MacWhorter’s arrival in the early 1980s came decades after the island had reached it’s farming prime.

“The Agate Pass bridge changed everything for farmers,” said Elfendahl. “The island wasn’t so isolated. Land values went up and people found easier ways of making a living.”

Only a handful of full-time farm families remain on the island. The new island farmer, MacWhorter says, survives by avoiding the demands of the general market.

“You have to find your niche,” he said. “You might do goat cheese, or do wine. Or you grow heirloom tomatoes like I do.”

MacWhorter and other island growers rely on word-of-mouth referrals to promote their goods.

High-tech means of promotion are also becoming key. MacWhorter launched Butler Green Farm’s Website last year, serving as an introduction to his organic farming methods, produce selection and his business’ history. The venture has drawn more customers toward his farm-share program, which is MacWhorter’s preferred method of reaching new buyers.

The program, also classified as a “community supported agriculture,” or a “CSA,” allows customers to buy a “share” of the farm’s harvest. A $500 share buys a substantial selection of Butler Green’s fruits, vegetables and eggs that customers pick up from the farm each week for 25 weeks.

Because the consumer comes to him, MacWhorter also saves on packing and transportation costs.

“It’s cheaper for me that way,” he said. “It also gives people a chance to see where what they’re eating comes from. It gives them a greater appreciation for the food and I get some feedback, too.”

Many of the 130 families who bought shares this year learned about the program through the farmers market, which gives Butler Green a regular public presence.

“People want farming on Bainbridge,” said Bainbridge Farmers Market manager Devon Sampson. “Farming creates the rural landscape we want and gives us fresher produce closer to home. It helps make all this economically possible.”

Buying in

Islanders are buying in, with the farmers market enjoying nearly 30 percent growth in vendor revenue last year.

Growing support for farmers markets is a national trend as well. The number of markets nearly tripled between 1994 and 2004, according to the U.S. Department of Agriculture.

While more islanders are spending money at the farmers market, growers are becoming increasingly rare while the number of artisans and concessionaires are on the rise.

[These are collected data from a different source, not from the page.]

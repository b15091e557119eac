//! Validated newtype wrappers for configuration values.
//!
//! This module provides type-safe wrappers around string values that validate
//! their contents on construction. Invalid values are rejected with clear error messages.

use crate::error::ConfigError;
use reqwest::Url;
use serde::{de, Deserialize, Deserializer, Serialize, Serializer};
use std::fmt;

/// A validated base URL of the backend application.
///
/// The route must be an absolute URL with a host, such as
/// `https://myapp.mybluemix.net`.
///
/// # Example
///
/// ```rust
/// use bms_core::AppRoute;
///
/// let route = AppRoute::new("https://myapp.mybluemix.net").unwrap();
/// assert_eq!(route.scheme(), "https");
/// assert_eq!(route.host_name(), Some("myapp.mybluemix.net"));
/// ```
#[derive(Clone, Debug, PartialEq, Eq)]
pub struct AppRoute(Url);

impl AppRoute {
    /// Creates a new validated app route.
    ///
    /// # Errors
    ///
    /// Returns [`ConfigError::InvalidAppRoute`] if the route is not an
    /// absolute URL with a host.
    pub fn new(route: impl Into<String>) -> Result<Self, ConfigError> {
        let route = route.into();
        let route = route.trim();

        let url = Url::parse(route).map_err(|_| ConfigError::InvalidAppRoute {
            route: route.to_string(),
        })?;

        if url.host_str().map_or(true, str::is_empty) {
            return Err(ConfigError::InvalidAppRoute {
                route: route.to_string(),
            });
        }

        Ok(Self(url))
    }

    /// Returns the URL scheme (e.g., "https").
    #[must_use]
    pub fn scheme(&self) -> &str {
        self.0.scheme()
    }

    /// Returns the host name portion of the route.
    #[must_use]
    pub fn host_name(&self) -> Option<&str> {
        self.0.host_str()
    }

    /// Returns the route as a parsed URL.
    #[must_use]
    pub const fn as_url(&self) -> &Url {
        &self.0
    }
}

impl AsRef<str> for AppRoute {
    fn as_ref(&self) -> &str {
        self.0.as_str()
    }
}

impl fmt::Display for AppRoute {
    fn fmt(&self, f: &mut fmt::Formatter<'_>) -> fmt::Result {
        f.write_str(self.0.as_str())
    }
}

impl Serialize for AppRoute {
    fn serialize<S>(&self, serializer: S) -> Result<S::Ok, S::Error>
    where
        S: Serializer,
    {
        serializer.serialize_str(self.0.as_str())
    }
}

impl<'de> Deserialize<'de> for AppRoute {
    fn deserialize<D>(deserializer: D) -> Result<Self, D::Error>
    where
        D: Deserializer<'de>,
    {
        let s = String::deserialize(deserializer)?;
        Self::new(s).map_err(de::Error::custom)
    }
}

/// A validated GUID of the backend application.
///
/// # Example
///
/// ```rust
/// use bms_core::AppGuid;
///
/// let guid = AppGuid::new("c2d5b4e0-1234-4c6b-9d0a-123456789abc").unwrap();
/// assert_eq!(guid.as_ref(), "c2d5b4e0-1234-4c6b-9d0a-123456789abc");
/// ```
#[derive(Clone, Debug, PartialEq, Eq, Hash)]
pub struct AppGuid(String);

impl AppGuid {
    /// Creates a new validated app GUID.
    ///
    /// # Errors
    ///
    /// Returns [`ConfigError::EmptyAppGuid`] if the GUID is empty.
    pub fn new(guid: impl Into<String>) -> Result<Self, ConfigError> {
        let guid = guid.into();
        let guid = guid.trim();
        if guid.is_empty() {
            return Err(ConfigError::EmptyAppGuid);
        }
        Ok(Self(guid.to_string()))
    }
}

impl AsRef<str> for AppGuid {
    fn as_ref(&self) -> &str {
        &self.0
    }
}

impl Serialize for AppGuid {
    fn serialize<S>(&self, serializer: S) -> Result<S::Ok, S::Error>
    where
        S: Serializer,
    {
        serializer.serialize_str(&self.0)
    }
}

impl<'de> Deserialize<'de> for AppGuid {
    fn deserialize<D>(deserializer: D) -> Result<Self, D::Error>
    where
        D: Deserializer<'de>,
    {
        let s = String::deserialize(deserializer)?;
        Self::new(s).map_err(de::Error::custom)
    }
}

#[cfg(test)]
mod tests {
    use super::*;

    #[test]
    fn test_app_route_accepts_absolute_urls() {
        let route = AppRoute::new("https://myapp.mybluemix.net").unwrap();
        assert_eq!(route.scheme(), "https");
        assert_eq!(route.host_name(), Some("myapp.mybluemix.net"));

        // With port and path
        let route = AppRoute::new("http://localhost:3000/api").unwrap();
        assert_eq!(route.scheme(), "http");
        assert_eq!(route.host_name(), Some("localhost"));
        assert_eq!(route.as_url().path(), "/api");

        // Surrounding whitespace is trimmed
        let route = AppRoute::new("  https://myapp.mybluemix.net  ").unwrap();
        assert_eq!(route.host_name(), Some("myapp.mybluemix.net"));
    }

    #[test]
    fn test_app_route_rejects_invalid() {
        // No scheme
        assert!(AppRoute::new("myapp.mybluemix.net").is_err());

        // Empty host
        assert!(AppRoute::new("https://").is_err());

        // No host at all
        assert!(AppRoute::new("mailto:someone@example.com").is_err());

        // Empty
        assert!(matches!(
            AppRoute::new(""),
            Err(ConfigError::InvalidAppRoute { .. })
        ));
    }

    #[test]
    fn test_app_guid_rejects_empty_string() {
        assert!(matches!(AppGuid::new(""), Err(ConfigError::EmptyAppGuid)));
        assert!(matches!(AppGuid::new("   "), Err(ConfigError::EmptyAppGuid)));
    }

    #[test]
    fn test_app_route_serializes_to_string() {
        let route = AppRoute::new("https://myapp.mybluemix.net").unwrap();
        let json = serde_json::to_string(&route).unwrap();
        assert_eq!(json, r#""https://myapp.mybluemix.net/""#);
    }

    #[test]
    fn test_app_route_deserialization_validates() {
        let route: AppRoute = serde_json::from_str(r#""https://a.example.com""#).unwrap();
        assert_eq!(route.host_name(), Some("a.example.com"));

        let result: Result<AppRoute, _> = serde_json::from_str(r#""not a url""#);
        assert!(result.is_err());
    }

    #[test]
    fn test_app_guid_deserialization_validates() {
        let guid: AppGuid = serde_json::from_str(r#""abc-123""#).unwrap();
        assert_eq!(guid.as_ref(), "abc-123");

        let result: Result<AppGuid, _> = serde_json::from_str(r#""""#);
        assert!(result.is_err());
    }
}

The Bainbridge farmers market became the only one in the state facing a declining number of growers. Three local growers left last year, citing struggles with property taxes or balancing the demands of farm and family.

While the farmers market can do little to alleviate these pressures, Sampson believes the market’s farmer-friendly structure can keep growers above water.

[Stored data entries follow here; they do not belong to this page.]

//! Request body normalization.
//!
//! A body can be supplied as raw bytes, UTF-8 text, or any
//! [`serde::Serialize`] value. Each form is encoded to bytes before sending,
//! and text and JSON bodies carry a default `Content-Type`.

use serde::Serialize;

use crate::clients::errors::BodyEncodingError;

/// Content type for HTTP request bodies.
///
/// Specifies the format of the request body and the value used for the
/// default `Content-Type` header.
#[derive(Clone, Copy, Debug, PartialEq, Eq)]
pub enum DataType {
    /// JSON content type (`application/json`).
    Json,
    /// Plain text content type (`text/plain`).
    Text,
}

impl DataType {
    /// Returns the MIME type string for this data type.
    #[must_use]
    pub const fn as_content_type(&self) -> &'static str {
        match self {
            Self::Json => "application/json",
            Self::Text => "text/plain",
        }
    }
}

/// A request body before encoding.
///
/// # Example
///
/// ```rust
/// use bms_core::clients::{DataType, RequestBody};
/// use serde_json::json;
///
/// let body = RequestBody::json(&json!({"k": 1})).unwrap();
/// assert_eq!(body.data_type(), Some(DataType::Json));
/// assert_eq!(body.encode().unwrap(), br#"{"k":1}"#.to_vec());
/// ```
#[derive(Clone, Debug, PartialEq)]
pub enum RequestBody {
    /// Raw bytes, sent verbatim.
    Bytes(Vec<u8>),
    /// UTF-8 text.
    Text(String),
    /// A structured JSON value.
    Json(serde_json::Value),
}

impl RequestBody {
    /// Builds a JSON body from any serializable value.
    ///
    /// # Errors
    ///
    /// Returns [`BodyEncodingError::Json`] if `value` has no JSON
    /// representation (for example, a map with non-string keys or a
    /// `Serialize` impl that reports an error).
    pub fn json<T: Serialize + ?Sized>(value: &T) -> Result<Self, BodyEncodingError> {
        Ok(Self::Json(serde_json::to_value(value)?))
    }

    /// Returns the data type whose content type should be applied by
    /// default, or `None` for raw bytes.
    #[must_use]
    pub const fn data_type(&self) -> Option<DataType> {
        match self {
            Self::Bytes(_) => None,
            Self::Text(_) => Some(DataType::Text),
            Self::Json(_) => Some(DataType::Json),
        }
    }

    /// Returns the default `Content-Type` for this body, if any.
    #[must_use]
    pub fn default_content_type(&self) -> Option<&'static str> {
        self.data_type().map(|data_type| data_type.as_content_type())
    }

    /// Encodes the body to bytes.
    ///
    /// # Errors
    ///
    /// Returns [`BodyEncodingError`] if the body cannot be encoded.
    pub fn encode(self) -> Result<Vec<u8>, BodyEncodingError> {
        match self {
            Self::Bytes(bytes) => Ok(bytes),
            Self::Text(text) => Ok(text.into_bytes()),
            Self::Json(value) => Ok(serde_json::to_vec(&value)?),
        }
    }
}

impl From<Vec<u8>> for RequestBody {
    fn from(bytes: Vec<u8>) -> Self {
        Self::Bytes(bytes)
    }
}

impl From<&[u8]> for RequestBody {
    fn from(bytes: &[u8]) -> Self {
        Self::Bytes(bytes.to_vec())
    }
}

impl From<String> for RequestBody {
    fn from(text: String) -> Self {
        Self::Text(text)
    }
}

impl From<&str> for RequestBody {
    fn from(text: &str) -> Self {
        Self::Text(text.to_string())
    }
}

impl From<serde_json::Value> for RequestBody {
    fn from(value: serde_json::Value) -> Self {
        Self::Json(value)
    }
}

#[cfg(test)]
mod tests {
    use super::*;
    use serde::ser::Error as _;
    use serde::Serializer;
    use serde_json::json;
    use std::collections::HashMap;

    struct Unserializable;

    impl Serialize for Unserializable {
        fn serialize<S: Serializer>(&self, _serializer: S) -> Result<S::Ok, S::Error> {
            Err(S::Error::custom("cyclic reference"))
        }
    }

    #[test]
    fn test_data_type_content_type() {
        assert_eq!(DataType::Json.as_content_type(), "application/json");
        assert_eq!(DataType::Text.as_content_type(), "text/plain");
    }

    #[test]
    fn test_default_content_types() {
        assert_eq!(RequestBody::from("a").default_content_type(), Some("text/plain"));
        assert_eq!(
            RequestBody::from(json!([1, 2])).default_content_type(),
            Some("application/json")
        );
        assert_eq!(RequestBody::from(vec![0u8]).default_content_type(), None);
    }

    #[test]
    fn test_text_encodes_as_utf8() {
        let bytes = RequestBody::from("héllo").encode().unwrap();
        assert_eq!(bytes, "héllo".as_bytes());
    }

    #[test]
    fn test_bytes_are_verbatim() {
        let bytes = RequestBody::from(vec![0x00, 0xff, 0x10]).encode().unwrap();
        assert_eq!(bytes, vec![0x00, 0xff, 0x10]);
    }

    #[test]
    fn test_json_from_serializable_struct() {
        #[derive(Serialize)]
        struct Greeting {
            message: &'static str,
            count: u32,
        }

        let body = RequestBody::json(&Greeting {
            message: "hi",
            count: 2,
        })
        .unwrap();
        let decoded: serde_json::Value = serde_json::from_slice(&body.encode().unwrap()).unwrap();
        assert_eq!(decoded, json!({"message": "hi", "count": 2}));
    }

    #[test]
    fn test_json_fails_for_unserializable_value() {
        let result = RequestBody::json(&Unserializable);
        assert!(matches!(result, Err(BodyEncodingError::Json(_))));
    }

    #[test]
    fn test_json_fails_for_non_string_map_keys() {
        let mut map = HashMap::new();
        map.insert((1, 2), "value");
        assert!(RequestBody::json(&map).is_err());
    }
}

“I think part of the point is definitely to cut out the ‘middle man’ so producers get a higher price,” he said. “They sell direct and keep more of the profits.”

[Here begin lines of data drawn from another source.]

//! Authorization error types for the BMS Core SDK.
//!
//! This module contains the error type returned by
//! [`AuthorizationManager::obtain_authorization_header`](crate::auth::AuthorizationManager::obtain_authorization_header).
//!
//! # Example
//!
//! ```rust
//! use bms_core::auth::AuthorizationError;
//!
//! let error = AuthorizationError::TokenRejected {
//!     status: 401,
//!     message: "invalid client".to_string(),
//! };
//! assert!(error.to_string().contains("401"));
//! ```

use crate::clients::HttpError;
use thiserror::Error;

/// Errors that can occur while obtaining an authorization header.
///
/// These errors are advisory for a send: a request whose re-authorization
/// fails still completes with the last response it received.
#[derive(Debug, Error)]
pub enum AuthorizationError {
    /// The token source could not produce a token.
    #[error("Could not obtain authorization: {reason}")]
    ObtainFailed {
        /// Description of the failure.
        reason: String,
    },

    /// The authorization server answered with a non-success status.
    #[error("Authorization server rejected the request with status {status}: {message}")]
    TokenRejected {
        /// The HTTP status code returned.
        status: u16,
        /// The error message from the response.
        message: String,
    },

    /// Wrapped HTTP client error from a token request.
    #[error(transparent)]
    Http(#[from] HttpError),
}

// Verify AuthorizationError is Send + Sync at compile time
const _: fn() = || {
    const fn assert_send_sync<T: Send + Sync>() {}
    assert_send_sync::<AuthorizationError>();
};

But sometimes doing a little business with a “middleman” can help broaden a farm’s revenue stream.

Mac­Whor­­ter has enjoyed an over 20-year relationship with Town & Country Market, which prominently features Butler Green’s cucumbers, fennel, chard, lettuce and tomatoes.

“At most stores, if I walk in the back room, the produce guys are dealing with thousands of cartons of blueberries or whatever,” MacWhorter said. “And then I walk in with my box of zucchinis and am asking them to pay me now. I’m just a pain in the (rear end) to them. But at T&C, I get great support and great feedback.”

The store is expecting its first delivery of tomatoes today. Produce manager Bob Luttrell estimates he’ll sell about 40 pounds the tomatoes a day.

“Whatever (MacWhorter) has that he can give us, I buy because I know it’s top quality,” Luttrell said. “We want to keep a link with the island’s growers. It’s more than that, though. It’s also that people pay attention to the fact that it’s from Bainbridge. I put a sign out that says ‘Island Grown.’ It’s more expensive than the ones packed in from somewhere – could be Arizona, could be Mexico. I also let people know they’re organic. Our customers love that kind of stuff.

“But, you know, the tomatoes are beautiful, so people know what they’re going to get when they see them.”